In the past, researchers have found just the opposite – an increased risk of death as well as poorer mental and physical health among caregivers. Such detrimental health effects have been found among people caring for a disabled spouse or a person with dementia, for example.
“(We want to) emphasize the positive message that caregiving is a healthy thing that we should be doing in our families,” lead study author Dr. David L. Roth, director of the Johns Hopkins University Center on Aging and Health, told Reuters Health.
Dolores Gallagher-Thompson, who directs the Geriatric Education Center at Stanford University School of Medicine in California told Reuters Health the current study’s findings are “surprising… because prior studies did find an association between caregiver stress and mortality.”

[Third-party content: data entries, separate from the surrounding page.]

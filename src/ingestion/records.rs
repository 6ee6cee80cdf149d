use crate::codec;
use crate::error::CrawlError;
use crate::models::{BlockRecord, TransactionRecord};
use crate::rpc::{RawBlock, RawTransaction};

fn required<'a>(field: &str, value: Option<&'a str>) -> Result<&'a str, CrawlError> {
    value.ok_or_else(|| CrawlError::MalformedHex(format!("{field} absent")))
}

/// Builds the block row and one transaction row per entry. A decode failure
/// anywhere discards the whole block; there is no partial persistence.
pub fn build_records(raw: &RawBlock) -> Result<(BlockRecord, Vec<TransactionRecord>), CrawlError> {
    let block = BlockRecord {
        number: codec::decode_quantity(required("block number", raw.number.as_deref())?)?,
        hash: codec::decode_quantity(required("block hash", raw.hash.as_deref())?)?,
        timestamp: codec::decode_timestamp(required("block timestamp", raw.timestamp.as_deref())?)?,
    };

    let transactions = raw
        .transactions
        .iter()
        .map(build_transaction)
        .collect::<Result<Vec<_>, _>>()?;

    Ok((block, transactions))
}

fn build_transaction(raw: &RawTransaction) -> Result<TransactionRecord, CrawlError> {
    // `from` and `to` are the only optional fields: no `to` on contract
    // creation, no `from` on malformed entries.
    let sender = raw.from.as_deref().map(codec::decode_quantity).transpose()?;
    let receiver = raw.to.as_deref().map(codec::decode_quantity).transpose()?;

    Ok(TransactionRecord {
        hash: codec::decode_quantity(required("transaction hash", raw.hash.as_deref())?)?,
        block_hash: codec::decode_quantity(required("transaction blockHash", raw.block_hash.as_deref())?)?,
        block_number: codec::decode_quantity(required("transaction blockNumber", raw.block_number.as_deref())?)?,
        sender,
        receiver,
        value: codec::decode_wei_to_ether(required("transaction value", raw.value.as_deref())?)?,
    })
}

Gallagher-Thompson pointed out that the caregivers included in Roth’s study were not heavily stressed, however. They didn’t all have their ill family member living with them full time. Some caregivers may have just visited their charges, the report indicates.
The study also did not distinguish between caregivers of people with dementia and those with other conditions.
“Previous studies that have reported high stress and increased mortality have focused on dementia,” said Gallagher-Thompson.
Roth noted that poorer health among caregivers is “undoubtedly true” in some cases, particularly among those caring for people with dementia. However, “caregiving stress has been over exaggerated,” he said.
Of the 3,503 caregivers included in the study, over 80% said they were experiencing either no mental or emotional strain or only a moderate level of such strain.
Only 578 – or less than one in five – felt their caregiving caused them “high strain.”